* Exercise objective
Going through the entries below, find how many lines hold "PayBreakdown", then give that number alone.
======== Dataset excerpts ========
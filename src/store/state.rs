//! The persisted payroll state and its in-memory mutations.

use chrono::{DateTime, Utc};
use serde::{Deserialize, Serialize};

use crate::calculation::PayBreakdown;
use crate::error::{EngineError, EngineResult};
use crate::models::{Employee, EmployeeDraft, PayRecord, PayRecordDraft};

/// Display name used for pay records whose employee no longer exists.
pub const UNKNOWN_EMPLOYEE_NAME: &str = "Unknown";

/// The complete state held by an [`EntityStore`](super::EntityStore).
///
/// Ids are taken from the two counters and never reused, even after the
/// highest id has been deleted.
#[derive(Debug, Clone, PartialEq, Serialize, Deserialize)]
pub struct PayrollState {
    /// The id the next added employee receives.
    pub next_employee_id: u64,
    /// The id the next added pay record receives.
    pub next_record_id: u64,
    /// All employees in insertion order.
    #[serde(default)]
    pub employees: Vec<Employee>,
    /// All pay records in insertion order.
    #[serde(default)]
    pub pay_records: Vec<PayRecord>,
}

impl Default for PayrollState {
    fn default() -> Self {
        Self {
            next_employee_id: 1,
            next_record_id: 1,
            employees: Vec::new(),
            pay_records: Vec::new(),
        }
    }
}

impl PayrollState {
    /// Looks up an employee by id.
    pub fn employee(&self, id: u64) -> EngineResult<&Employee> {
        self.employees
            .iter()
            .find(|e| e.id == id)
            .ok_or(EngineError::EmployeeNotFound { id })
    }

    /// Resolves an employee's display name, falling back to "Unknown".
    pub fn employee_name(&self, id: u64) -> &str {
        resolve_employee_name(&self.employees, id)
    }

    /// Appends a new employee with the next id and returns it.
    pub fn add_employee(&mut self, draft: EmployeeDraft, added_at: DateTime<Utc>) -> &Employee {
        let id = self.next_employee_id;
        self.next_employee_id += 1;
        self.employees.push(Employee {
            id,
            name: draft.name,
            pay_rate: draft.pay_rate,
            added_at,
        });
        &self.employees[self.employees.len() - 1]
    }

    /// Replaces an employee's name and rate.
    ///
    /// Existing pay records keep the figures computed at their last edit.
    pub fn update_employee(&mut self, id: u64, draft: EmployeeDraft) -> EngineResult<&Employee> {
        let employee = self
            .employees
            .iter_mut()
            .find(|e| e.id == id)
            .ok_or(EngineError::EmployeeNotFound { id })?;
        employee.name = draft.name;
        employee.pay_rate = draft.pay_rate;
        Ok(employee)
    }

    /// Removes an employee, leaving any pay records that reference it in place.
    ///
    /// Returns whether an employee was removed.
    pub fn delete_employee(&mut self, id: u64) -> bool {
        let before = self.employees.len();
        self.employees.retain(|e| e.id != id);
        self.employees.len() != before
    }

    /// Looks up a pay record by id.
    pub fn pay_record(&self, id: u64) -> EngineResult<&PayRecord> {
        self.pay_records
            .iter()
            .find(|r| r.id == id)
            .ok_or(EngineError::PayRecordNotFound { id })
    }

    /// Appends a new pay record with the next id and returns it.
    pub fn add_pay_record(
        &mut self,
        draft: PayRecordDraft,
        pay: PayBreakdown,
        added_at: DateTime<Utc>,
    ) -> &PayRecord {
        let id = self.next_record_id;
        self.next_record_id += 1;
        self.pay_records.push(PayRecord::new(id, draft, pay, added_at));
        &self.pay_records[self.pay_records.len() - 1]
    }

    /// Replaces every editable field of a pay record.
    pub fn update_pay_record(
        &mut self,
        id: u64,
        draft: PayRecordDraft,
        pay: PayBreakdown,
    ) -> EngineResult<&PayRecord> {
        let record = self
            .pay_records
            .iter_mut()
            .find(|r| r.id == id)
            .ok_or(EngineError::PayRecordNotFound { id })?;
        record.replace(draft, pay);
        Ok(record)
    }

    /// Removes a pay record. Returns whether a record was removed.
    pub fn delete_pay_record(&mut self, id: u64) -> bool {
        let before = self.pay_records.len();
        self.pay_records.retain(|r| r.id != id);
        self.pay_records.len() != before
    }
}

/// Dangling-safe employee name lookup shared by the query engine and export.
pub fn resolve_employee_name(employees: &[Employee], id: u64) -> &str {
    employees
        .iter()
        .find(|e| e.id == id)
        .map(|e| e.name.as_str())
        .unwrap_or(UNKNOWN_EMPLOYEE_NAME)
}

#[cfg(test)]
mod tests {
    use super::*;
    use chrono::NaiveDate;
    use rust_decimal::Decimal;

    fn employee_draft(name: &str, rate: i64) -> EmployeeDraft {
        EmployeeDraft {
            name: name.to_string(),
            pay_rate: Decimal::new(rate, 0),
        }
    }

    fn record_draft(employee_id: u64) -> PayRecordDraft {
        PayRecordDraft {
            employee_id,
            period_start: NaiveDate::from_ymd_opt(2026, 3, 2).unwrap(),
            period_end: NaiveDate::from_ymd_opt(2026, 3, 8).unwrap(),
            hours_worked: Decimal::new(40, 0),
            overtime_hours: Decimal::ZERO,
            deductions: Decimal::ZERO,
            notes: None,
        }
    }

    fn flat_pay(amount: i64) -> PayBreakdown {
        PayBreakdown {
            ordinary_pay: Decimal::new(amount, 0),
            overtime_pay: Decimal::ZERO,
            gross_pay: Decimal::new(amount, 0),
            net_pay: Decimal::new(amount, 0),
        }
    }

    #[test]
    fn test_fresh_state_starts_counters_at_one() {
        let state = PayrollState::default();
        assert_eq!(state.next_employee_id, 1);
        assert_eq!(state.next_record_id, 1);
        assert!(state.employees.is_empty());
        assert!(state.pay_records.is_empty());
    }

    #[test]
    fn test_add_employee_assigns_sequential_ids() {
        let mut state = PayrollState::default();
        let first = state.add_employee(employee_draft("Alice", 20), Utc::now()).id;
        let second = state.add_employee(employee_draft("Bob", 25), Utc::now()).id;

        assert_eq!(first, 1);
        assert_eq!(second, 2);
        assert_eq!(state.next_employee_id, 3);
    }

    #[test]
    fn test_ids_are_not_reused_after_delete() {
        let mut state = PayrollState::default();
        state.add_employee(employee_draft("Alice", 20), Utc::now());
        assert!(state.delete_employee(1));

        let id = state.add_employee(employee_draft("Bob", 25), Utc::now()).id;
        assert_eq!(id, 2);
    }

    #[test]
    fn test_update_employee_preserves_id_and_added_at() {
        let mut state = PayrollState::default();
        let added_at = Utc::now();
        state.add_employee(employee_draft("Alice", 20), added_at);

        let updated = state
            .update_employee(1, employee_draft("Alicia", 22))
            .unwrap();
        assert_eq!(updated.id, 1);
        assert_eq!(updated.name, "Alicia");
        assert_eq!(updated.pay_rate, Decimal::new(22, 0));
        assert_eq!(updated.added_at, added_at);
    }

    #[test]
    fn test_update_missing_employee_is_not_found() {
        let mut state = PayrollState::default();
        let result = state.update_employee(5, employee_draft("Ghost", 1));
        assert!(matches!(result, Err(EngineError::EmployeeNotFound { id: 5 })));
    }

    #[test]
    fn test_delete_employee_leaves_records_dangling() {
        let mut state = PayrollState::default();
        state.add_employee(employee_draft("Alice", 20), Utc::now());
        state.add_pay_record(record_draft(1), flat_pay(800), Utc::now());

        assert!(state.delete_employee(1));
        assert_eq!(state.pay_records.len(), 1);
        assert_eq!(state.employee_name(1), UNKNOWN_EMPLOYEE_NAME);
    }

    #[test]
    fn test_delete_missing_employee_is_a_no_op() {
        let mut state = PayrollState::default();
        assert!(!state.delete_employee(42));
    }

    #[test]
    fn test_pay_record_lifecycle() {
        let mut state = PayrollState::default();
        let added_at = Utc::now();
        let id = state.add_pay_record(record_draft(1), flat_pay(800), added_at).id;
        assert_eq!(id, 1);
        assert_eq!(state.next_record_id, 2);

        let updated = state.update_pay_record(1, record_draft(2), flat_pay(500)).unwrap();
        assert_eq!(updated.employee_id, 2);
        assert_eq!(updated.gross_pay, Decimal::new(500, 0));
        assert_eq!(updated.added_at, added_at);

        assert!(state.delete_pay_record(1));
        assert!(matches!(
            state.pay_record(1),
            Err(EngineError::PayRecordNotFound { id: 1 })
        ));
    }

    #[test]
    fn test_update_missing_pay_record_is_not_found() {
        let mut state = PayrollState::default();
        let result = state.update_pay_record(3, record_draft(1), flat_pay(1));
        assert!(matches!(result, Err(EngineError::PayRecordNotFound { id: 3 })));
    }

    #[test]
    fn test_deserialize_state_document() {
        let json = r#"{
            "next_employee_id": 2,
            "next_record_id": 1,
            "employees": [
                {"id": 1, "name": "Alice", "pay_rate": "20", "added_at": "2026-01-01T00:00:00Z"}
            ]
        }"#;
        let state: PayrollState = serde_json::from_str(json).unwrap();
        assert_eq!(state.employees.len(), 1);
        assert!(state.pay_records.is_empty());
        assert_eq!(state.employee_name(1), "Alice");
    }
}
========
* Exercise response
5